• World_Wario_II [he/him]
    ·
    edit-2
    2 years ago

    There are meaningful distinctions between human populations that diverged from one another prior to the last Ice Age. And there is scientific value in sub-categorizing populations with certain peculiarities of body chemistry - I’ve got a particular kind of benign anemia that’s unique to Mediterranean populations, for instance.

    That is not what a race is. Race is a category with discrete borders, an arbitrary grouping of phenotypical traits into a box with hard borders. Various sub-populations exist with various different characteristics, but there is no discrete border where one stops or the other begins. The entire world is just a smeared gradient of genotypes, all from the same species without significant variations.

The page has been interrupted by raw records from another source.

//! Request correlation ids.
//!
//! `tower-http` assigns the id (keeping one set by an upstream proxy) and
//! echoes it on the response. [`record_request_id`] copies it into the trace
//! span and the Sentry scope so logs and error events can be joined.

use axum::{extract::Request, middleware::Next, response::Response};
use tower_http::request_id::{
    MakeRequestUuid, PropagateRequestIdLayer, RequestId, SetRequestIdLayer,
};
use tracing::Span;

/// The HTTP header name for request IDs.
pub const REQUEST_ID_HEADER: &str = "x-request-id";

/// Layer that sets `x-request-id` on incoming requests lacking one.
#[must_use]
pub fn set_request_id_layer() -> SetRequestIdLayer<MakeRequestUuid> {
    SetRequestIdLayer::new(
        axum::http::HeaderName::from_static(REQUEST_ID_HEADER),
        MakeRequestUuid,
    )
}

/// Layer that copies `x-request-id` from the request to the response.
#[must_use]
pub fn propagate_request_id_layer() -> PropagateRequestIdLayer {
    PropagateRequestIdLayer::new(axum::http::HeaderName::from_static(REQUEST_ID_HEADER))
}

/// Record the request id in the current span and the Sentry scope.
pub async fn record_request_id(request: Request, next: Next) -> Response {
    if let Some(id) = request
        .extensions()
        .get::<RequestId>()
        .and_then(|id| id.header_value().to_str().ok())
    {
        Span::current().record("request_id", id);
        sentry::configure_scope(|scope| scope.set_tag("request_id", id));
    }

    next.run(request).await
}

    • zifnab25 [he/him, any]
      ·
      2 years ago

      That is not what a race is.

      A race is simply a sub-species defined by common parentage. Borders are, at best, gently defined by geography. But two people can have common parentage spanning thousands of miles.

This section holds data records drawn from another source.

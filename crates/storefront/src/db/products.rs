//! Product repository.
//!
//! Queries are built at runtime with `query_as` and `FromRow` row types, so
//! the crate builds without a live database.

use rust_decimal::Decimal;
use sqlx::PgPool;

use filament_shop_core::{FilamentType, Money, Product, ProductId, ProductInput};

use super::{RepositoryError, stock_from_db, stock_to_db};

/// Internal row type for product queries.
#[derive(Debug, sqlx::FromRow)]
struct ProductRow {
    id: String,
    name: String,
    filament_type: String,
    color: String,
    hex: String,
    price: Decimal,
    weight: String,
    description: String,
    image: String,
    available: bool,
    brand: Option<String>,
    stock: i32,
}

impl TryFrom<ProductRow> for Product {
    type Error = RepositoryError;

    fn try_from(row: ProductRow) -> Result<Self, Self::Error> {
        let filament_type = row
            .filament_type
            .parse::<FilamentType>()
            .map_err(|e| RepositoryError::DataCorruption(e.to_string()))?;
        let price = Money::new(row.price)
            .map_err(|e| RepositoryError::DataCorruption(e.to_string()))?;

        Ok(Self {
            id: ProductId::new(row.id),
            name: row.name,
            filament_type,
            color: row.color,
            hex: row.hex,
            price,
            weight: row.weight,
            description: row.description,
            image: row.image,
            available: row.available,
            brand: row.brand,
            stock: stock_from_db(row.stock)?,
        })
    }
}

const PRODUCT_COLUMNS: &str = "id, name, filament_type, color, hex, price, weight, description, \
                               image, available, brand, stock";

/// Repository for product database operations.
pub struct ProductRepository<'a> {
    pool: &'a PgPool,
}

impl<'a> ProductRepository<'a> {
    /// Create a new product repository.
    #[must_use]
    pub const fn new(pool: &'a PgPool) -> Self {
        Self { pool }
    }

    /// List all products ordered by name.
    ///
    /// # Errors
    ///
    /// Returns `RepositoryError::Database` if the query fails.
    pub async fn list(&self) -> Result<Vec<Product>, RepositoryError> {
        let rows = sqlx::query_as::<_, ProductRow>(&format!(
            "SELECT {PRODUCT_COLUMNS} FROM storefront.product ORDER BY name, id"
        ))
        .fetch_all(self.pool)
        .await?;

        rows.into_iter().map(Product::try_from).collect()
    }

    /// Get a product by ID.
    ///
    /// # Errors
    ///
    /// Returns `RepositoryError::Database` if the query fails.
    /// Returns `RepositoryError::DataCorruption` if the stored row is invalid.
    pub async fn get_by_id(&self, id: &ProductId) -> Result<Option<Product>, RepositoryError> {
        let row = sqlx::query_as::<_, ProductRow>(&format!(
            "SELECT {PRODUCT_COLUMNS} FROM storefront.product WHERE id = $1"
        ))
        .bind(id.as_str())
        .fetch_optional(self.pool)
        .await?;

        row.map(Product::try_from).transpose()
    }

    /// Insert a new product with a generated ID.
    ///
    /// # Errors
    ///
    /// Returns `RepositoryError::Database` if the insert fails.
    pub async fn create(&self, input: &ProductInput) -> Result<Product, RepositoryError> {
        let id = ProductId::generate();
        let row = sqlx::query_as::<_, ProductRow>(&format!(
            r"
            INSERT INTO storefront.product (
                id, name, filament_type, color, hex, price, weight,
                description, image, available, brand, stock
            )
            VALUES ($1, $2, $3, $4, $5, $6, $7, $8, $9, $10, $11, $12)
            RETURNING {PRODUCT_COLUMNS}
            "
        ))
        .bind(id.as_str())
        .bind(&input.name)
        .bind(input.filament_type.code())
        .bind(&input.color)
        .bind(&input.hex)
        .bind(input.price.amount())
        .bind(&input.weight)
        .bind(&input.description)
        .bind(&input.image)
        .bind(input.available)
        .bind(input.brand.as_deref())
        .bind(stock_to_db(input.stock)?)
        .fetch_one(self.pool)
        .await?;

        row.try_into()
    }

    /// Replace all fields of a product, including stock.
    ///
    /// # Errors
    ///
    /// Returns `RepositoryError::NotFound` if no product has this ID.
    pub async fn update(
        &self,
        id: &ProductId,
        input: &ProductInput,
    ) -> Result<Product, RepositoryError> {
        let row = sqlx::query_as::<_, ProductRow>(&format!(
            r"
            UPDATE storefront.product
            SET name = $2, filament_type = $3, color = $4, hex = $5, price = $6,
                weight = $7, description = $8, image = $9, available = $10,
                brand = $11, stock = $12, updated_at = now()
            WHERE id = $1
            RETURNING {PRODUCT_COLUMNS}
            "
        ))
        .bind(id.as_str())
        .bind(&input.name)
        .bind(input.filament_type.code())
        .bind(&input.color)
        .bind(&input.hex)
        .bind(input.price.amount())
        .bind(&input.weight)
        .bind(&input.description)
        .bind(&input.image)
        .bind(input.available)
        .bind(input.brand.as_deref())
        .bind(stock_to_db(input.stock)?)
        .fetch_optional(self.pool)
        .await?;

        row.ok_or(RepositoryError::NotFound)?.try_into()
    }

    /// Delete a product. Returns `true` if a row was removed.
    ///
    /// # Errors
    ///
    /// Returns `RepositoryError::Database` if the delete fails.
    pub async fn delete(&self, id: &ProductId) -> Result<bool, RepositoryError> {
        let result = sqlx::query("DELETE FROM storefront.product WHERE id = $1")
            .bind(id.as_str())
            .execute(self.pool)
            .await?;

        Ok(result.rows_affected() == 1)
    }

    /// Conditionally set stock: succeeds only if stock still equals `expected`.
    ///
    /// # Errors
    ///
    /// Returns `RepositoryError::Database` if the update fails.
    pub async fn compare_and_set_stock(
        &self,
        id: &ProductId,
        expected: u32,
        new: u32,
    ) -> Result<bool, RepositoryError> {
        let result = sqlx::query(
            r"
            UPDATE storefront.product
            SET stock = $3, updated_at = now()
            WHERE id = $1 AND stock = $2
            ",
        )
        .bind(id.as_str())
        .bind(stock_to_db(expected)?)
        .bind(stock_to_db(new)?)
        .execute(self.pool)
        .await?;

        Ok(result.rows_affected() == 1)
    }
}
//! Filament Shop Storefront - JSON API server.
//!
//! This binary serves the storefront API on port 3000.
//!
//! # Architecture
//!
//! - Axum web framework, JSON in and out
//! - `PostgreSQL` for catalog, orders, and profiles
//! - Identity from an upstream proxy (trusted `x-auth-*` headers)
//! - Optional transactional email for order notifications

#![cfg_attr(not(test), forbid(unsafe_code))]

use std::sync::Arc;

use sentry::integrations::tracing as sentry_tracing;
use thiserror::Error;
use tracing_subscriber::{layer::SubscriberExt, util::SubscriberInitExt};

use filament_shop_storefront::{
    app,
    config::{ConfigError, StorefrontConfig},
    db::{self, PgStore},
    services::{DisabledNotifier, EmailClient, EmailError, EmailNotifier, ImageResolver, OrderNotifier},
    state::AppState,
};

/// Failures that stop the server from starting.
#[derive(Debug, Error)]
enum StartupError {
    #[error("configuration: {0}")]
    Config(#[from] ConfigError),
    #[error("database: {0}")]
    Database(#[from] sqlx::Error),
    #[error("email client: {0}")]
    Email(#[from] EmailError),
    #[error("server: {0}")]
    Io(#[from] std::io::Error),
}

/// Initialize Sentry error tracking and return guard that must be kept alive.
fn init_sentry(config: &StorefrontConfig) -> Option<sentry::ClientInitGuard> {
    let dsn = config.sentry_dsn.as_ref()?;

    let guard = sentry::init((
        dsn.as_str(),
        sentry::ClientOptions {
            release: sentry::release_name!(),
            environment: config
                .sentry_environment
                .clone()
                .map(std::borrow::Cow::Owned),
            attach_stacktrace: true,
            ..Default::default()
        },
    ));

    tracing::info!("Sentry initialized");
    Some(guard)
}

/// Filter tracing events to Sentry event types.
fn sentry_event_filter(metadata: &tracing::Metadata<'_>) -> sentry_tracing::EventFilter {
    match *metadata.level() {
        tracing::Level::ERROR | tracing::Level::WARN => sentry_tracing::EventFilter::Event,
        tracing::Level::INFO | tracing::Level::DEBUG => sentry_tracing::EventFilter::Breadcrumb,
        _ => sentry_tracing::EventFilter::Ignore,
    }
}

/// Pick the notifier: email when fully configured, otherwise disabled.
fn build_notifier(config: &StorefrontConfig) -> Result<Arc<dyn OrderNotifier>, EmailError> {
    match (&config.email, &config.notify.from, &config.notify.admin) {
        (Some(email), Some(from), Some(admin)) => {
            let client = EmailClient::new(email)?;
            tracing::info!(admin = %admin, "order notifications enabled");
            Ok(Arc::new(EmailNotifier::new(client, from.clone(), admin.clone())))
        }
        _ => {
            tracing::info!("order notifications disabled (email or addresses not configured)");
            Ok(Arc::new(DisabledNotifier))
        }
    }
}

#[tokio::main]
async fn main() -> std::process::ExitCode {
    // Load configuration from environment (needed for Sentry init)
    let config = match StorefrontConfig::from_env() {
        Ok(config) => config,
        Err(e) => {
            #[allow(clippy::print_stderr)]
            {
                eprintln!("Failed to load configuration: {e}");
            }
            return std::process::ExitCode::FAILURE;
        }
    };

    // Initialize Sentry (must be done before tracing subscriber)
    let _sentry_guard = init_sentry(&config);

    // Defaults to info level for our crate if RUST_LOG is not set
    let env_filter = tracing_subscriber::EnvFilter::try_from_default_env()
        .unwrap_or_else(|_| "filament_shop_storefront=info,tower_http=debug".into());

    tracing_subscriber::registry()
        .with(env_filter)
        .with(tracing_subscriber::fmt::layer())
        .with(sentry_tracing::layer().event_filter(sentry_event_filter))
        .init();

    match run(config).await {
        Ok(()) => std::process::ExitCode::SUCCESS,
        Err(e) => {
            tracing::error!(error = %e, "storefront failed");
            std::process::ExitCode::FAILURE
        }
    }
}

async fn run(config: StorefrontConfig) -> Result<(), StartupError> {
    let pool = db::create_pool(&config.database_url).await?;
    tracing::info!("Database pool created");

    // NOTE: Migrations are NOT run automatically on startup.
    // Run them explicitly via: cargo run -p filament-shop-cli -- migrate

    let notifier = build_notifier(&config)?;
    let images = ImageResolver::new(config.image_base_url.clone());
    let state = AppState::new(Arc::new(PgStore::new(pool)), notifier, images);

    let addr = config.socket_addr();
    tracing::info!("storefront listening on {}", addr);

    let listener = tokio::net::TcpListener::bind(addr).await?;
    axum::serve(listener, app(state))
        .with_graceful_shutdown(shutdown_signal())
        .await?;

    Ok(())
}

/// Wait for shutdown signal (Ctrl+C or SIGTERM).
async fn shutdown_signal() {
    let ctrl_c = async {
        if let Err(e) = tokio::signal::ctrl_c().await {
            tracing::error!(error = %e, "failed to listen for Ctrl+C");
            std::future::pending::<()>().await;
        }
    };

    #[cfg(unix)]
    let terminate = async {
        match tokio::signal::unix::signal(tokio::signal::unix::SignalKind::terminate()) {
            Ok(mut signal) => {
                signal.recv().await;
            }
            Err(e) => {
                tracing::error!(error = %e, "failed to install SIGTERM handler");
                std::future::pending::<()>().await;
            }
        }
    };

    #[cfg(not(unix))]
    let terminate = std::future::pending::<()>();

    tokio::select! {
        () = ctrl_c => {},
        () = terminate => {},
    }

    tracing::info!("Shutdown signal received, starting graceful shutdown");
}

      Various sub-populations exist with various different characteristics, but there is no discrete border where one stops or the other begins.

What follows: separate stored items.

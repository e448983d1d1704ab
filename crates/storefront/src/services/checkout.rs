//! Order placement with stock reservation.
//!
//! The workflow is:
//!
//! 1. Normalize the submitted line items (merge duplicates, reject bad quantities)
//! 2. Read every referenced product and check stock
//! 3. Price the order from the fetched products
//! 4. Write the order with status [`OrderStatus::Created`]
//! 5. Decrement stock per product with a compare-and-set against the value read in step 2
//! 6. Notify the operator and the customer on a background task (best effort)
//!
//! A rejected compare-and-set means another checkout or an admin edit touched
//! the product in between. The decrements already applied by this request are
//! restored, the order is cancelled, and the caller gets a retryable failure.
//! Stock never goes negative and two checkouts can never both take the last
//! unit.

use std::sync::Arc;

use chrono::{DateTime, Utc};
use serde::{Deserialize, Serialize};
use serde_json::Value;
use thiserror::Error;
use tracing::{Instrument, error, info, instrument, warn};

use filament_shop_core::{
    Email, EmailError, LineItemError, NewOrder, Order, OrderId, OrderLine, OrderStatus, Product,
    ProductId, ShippingAddress, UserProfile, order::normalize_line_items, order::order_total,
};

use super::notifications::OrderNotifier;
use crate::db::{CatalogStore, OrderStore, RepositoryError};

/// Message returned on success.
pub const OK_MESSAGE: &str = "OK";

/// Checkout payload as sent by the storefront client.
///
/// Every field is optional on the wire so that malformed submissions still
/// produce a structured failure instead of a rejected request.
#[derive(Debug, Clone, Default, Deserialize)]
#[serde(rename_all = "camelCase", default)]
pub struct PlaceOrderRequest {
    /// Caller-chosen order number; generated when absent.
    pub order_number: Option<String>,
    pub customer_name: String,
    pub customer_email: String,
    /// RFC 3339 timestamp; the server clock is used when absent or invalid.
    pub date: Option<String>,
    /// Array or JSON-encoded array of line items.
    pub items: Value,
    /// Structured address, free text, or a JSON-encoded string of either.
    pub address: Value,
    /// Client-computed total. Ignored; the total is recomputed.
    pub total: Option<Value>,
}

/// Result shape returned to the client for every checkout attempt.
#[derive(Debug, Clone, PartialEq, Eq, Serialize, Deserialize)]
#[serde(rename_all = "camelCase")]
pub struct PlaceOrderResponse {
    pub ok: bool,
    /// Store-assigned order id; empty on failure.
    pub order_id: String,
    pub message: String,
}

impl PlaceOrderResponse {
    #[must_use]
    pub fn success(order_id: &OrderId) -> Self {
        Self {
            ok: true,
            order_id: order_id.to_string(),
            message: OK_MESSAGE.to_owned(),
        }
    }

    #[must_use]
    pub fn failure(message: impl Into<String>) -> Self {
        Self {
            ok: false,
            order_id: String::new(),
            message: message.into(),
        }
    }
}

impl From<&PlaceOrderError> for PlaceOrderResponse {
    fn from(err: &PlaceOrderError) -> Self {
        Self::failure(err.to_string())
    }
}

/// Why a checkout failed. `Display` is the customer-facing message.
#[derive(Debug, Error)]
pub enum PlaceOrderError {
    #[error("Shporta është bosh.")]
    EmptyCart,

    #[error("Sasi e pavlefshme.")]
    InvalidQuantity,

    #[error("Email i pavlefshëm.")]
    InvalidEmail(#[source] EmailError),

    #[error("Produkti nuk u gjet.")]
    ProductNotFound(ProductId),

    #[error("Sasia e kërkuar për \"{name}\" tejkalon stokun.")]
    InsufficientStock { product_id: ProductId, name: String },

    #[error("Porosia nuk u krijua.")]
    OrderNotCreated(#[source] RepositoryError),

    /// Stock changed between the read and the conditional decrement.
    #[error("Sasia ndryshoi gjatë procesimit. Ju lutem provoni përsëri.")]
    ConcurrentModification { product_id: ProductId },

    #[error("Gabim i panjohur.")]
    Store(#[from] RepositoryError),
}

impl PlaceOrderError {
    /// Whether submitting the same cart again may succeed.
    #[must_use]
    pub const fn is_retryable(&self) -> bool {
        matches!(self, Self::ConcurrentModification { .. })
    }

    /// Whether the failure is on our side rather than in the submitted cart.
    #[must_use]
    pub const fn is_server_error(&self) -> bool {
        matches!(self, Self::OrderNotCreated(_) | Self::Store(_))
    }
}

impl From<LineItemError> for PlaceOrderError {
    fn from(err: LineItemError) -> Self {
        match err {
            LineItemError::Empty => Self::EmptyCart,
            LineItemError::InvalidQuantity => Self::InvalidQuantity,
        }
    }
}

/// Place an order and always answer with a [`PlaceOrderResponse`].
#[instrument(skip_all, fields(order_id = tracing::field::Empty))]
pub async fn place_order<S>(
    store: &S,
    notifier: &Arc<dyn OrderNotifier>,
    request: PlaceOrderRequest,
) -> PlaceOrderResponse
where
    S: CatalogStore + OrderStore + ?Sized,
{
    match try_place_order(store, notifier, request).await {
        Ok(order) => {
            tracing::Span::current().record("order_id", order.id.as_str());
            PlaceOrderResponse::success(&order.id)
        }
        Err(e) => {
            if e.is_server_error() {
                error!(error = ?e, "checkout failed");
            } else {
                info!(reason = %e, "checkout rejected");
            }
            PlaceOrderResponse::from(&e)
        }
    }
}

/// Place an order, returning the persisted order on success.
///
/// # Errors
///
/// Returns a [`PlaceOrderError`] describing the first failed step. Nothing is
/// written for validation or stock failures; see the module docs for what
/// happens when a conditional decrement is rejected.
pub async fn try_place_order<S>(
    store: &S,
    notifier: &Arc<dyn OrderNotifier>,
    request: PlaceOrderRequest,
) -> Result<Order, PlaceOrderError>
where
    S: CatalogStore + OrderStore + ?Sized,
{
    let requested = normalize_line_items(&request.items)?;
    let customer_email =
        Email::parse(&request.customer_email).map_err(PlaceOrderError::InvalidEmail)?;

    let mut reserved: Vec<(Product, u32)> = Vec::with_capacity(requested.len());
    for line in requested {
        let product = store
            .get_product(&line.product_id)
            .await?
            .ok_or_else(|| PlaceOrderError::ProductNotFound(line.product_id.clone()))?;

        if line.quantity > product.stock {
            let name = if product.name.trim().is_empty() {
                "produkt".to_owned()
            } else {
                product.name.clone()
            };
            return Err(PlaceOrderError::InsufficientStock {
                product_id: product.id,
                name,
            });
        }
        reserved.push((product, line.quantity));
    }

    let items: Vec<OrderLine> = reserved
        .iter()
        .map(|(product, quantity)| OrderLine::snapshot(product, *quantity))
        .collect();
    let customer_name = match request.customer_name.trim() {
        "" => UserProfile::default_name(&customer_email),
        name => name.to_owned(),
    };

    let new_order = NewOrder {
        order_number: request
            .order_number
            .filter(|n| !n.trim().is_empty())
            .unwrap_or_else(generate_order_number),
        customer_name,
        customer_email,
        total: order_total(&items),
        date: parse_order_date(request.date.as_deref()),
        status: OrderStatus::Created,
        items,
        address: ShippingAddress::from_submitted(request.address),
    };

    let order = store
        .create_order(new_order)
        .await
        .map_err(PlaceOrderError::OrderNotCreated)?;

    // (product, stock before, stock after) for each decrement that landed
    let mut applied: Vec<(ProductId, u32, u32)> = Vec::with_capacity(reserved.len());
    for (product, quantity) in &reserved {
        let observed = product.stock;
        let remaining = observed - quantity;

        let outcome = store
            .compare_and_set_stock(&product.id, observed, remaining)
            .await;
        match outcome {
            Ok(true) => applied.push((product.id.clone(), observed, remaining)),
            Ok(false) => {
                warn!(
                    order_id = %order.id,
                    product_id = %product.id,
                    "stock changed during checkout, cancelling order"
                );
                compensate(store, &order.id, &applied).await;
                return Err(PlaceOrderError::ConcurrentModification {
                    product_id: product.id.clone(),
                });
            }
            Err(e) => {
                compensate(store, &order.id, &applied).await;
                return Err(PlaceOrderError::Store(e));
            }
        }
    }

    info!(
        order_id = %order.id,
        order_number = %order.order_number,
        total = %order.total,
        lines = order.items.len(),
        "order placed"
    );

    let notifier = Arc::clone(notifier);
    let placed = order.clone();
    tokio::spawn(async move { notifier.order_placed(&placed).await }.in_current_span());

    Ok(order)
}

/// Undo this request's decrements and cancel its order.
///
/// Each restore is itself conditional: if a later checkout already consumed
/// the stock we released, the restore is skipped and logged rather than
/// overwriting that checkout's decrement.
async fn compensate<S>(store: &S, order_id: &OrderId, applied: &[(ProductId, u32, u32)])
where
    S: CatalogStore + OrderStore + ?Sized,
{
    for (product_id, before, after) in applied.iter().rev() {
        match store.compare_and_set_stock(product_id, *after, *before).await {
            Ok(true) => {}
            Ok(false) => error!(
                %order_id,
                %product_id,
                expected = after,
                restore_to = before,
                "could not restore stock, manual correction needed"
            ),
            Err(e) => error!(
                %order_id,
                %product_id,
                error = %e,
                "failed to restore stock"
            ),
        }
    }

    if let Err(e) = store
        .update_order_status(order_id, OrderStatus::Cancelled)
        .await
    {
        error!(%order_id, error = %e, "failed to cancel order after stock conflict");
    }
}

fn generate_order_number() -> String {
    format!("ORD-{}", Utc::now().timestamp_millis())
}

fn parse_order_date(date: Option<&str>) -> DateTime<Utc> {
    date.and_then(|d| DateTime::parse_from_rfc3339(d).ok())
        .map_or_else(Utc::now, |d| d.with_timezone(&Utc))
}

      Because all humans (and prior to us, quite a few branches of proto-human) can and do fuck and procreate with abandon, the concept of race isn't discrete. You can have both African and American Native parents while living in Australia. Your race (s) have been functionally defined by parents, not geography.

      The entire world is just a smeared gradient of genotypes, all from the same species without significant variations.

      The advent of mass travel and migration over the last three centuries has made it one. But we also had people who were geographically isolated for dozens - even hundreds - of generations. The phenotypical markers are just the surface. There is significant familial variation thanks to both mutation and adaptation.

      The current global blending is the exception, not the rule.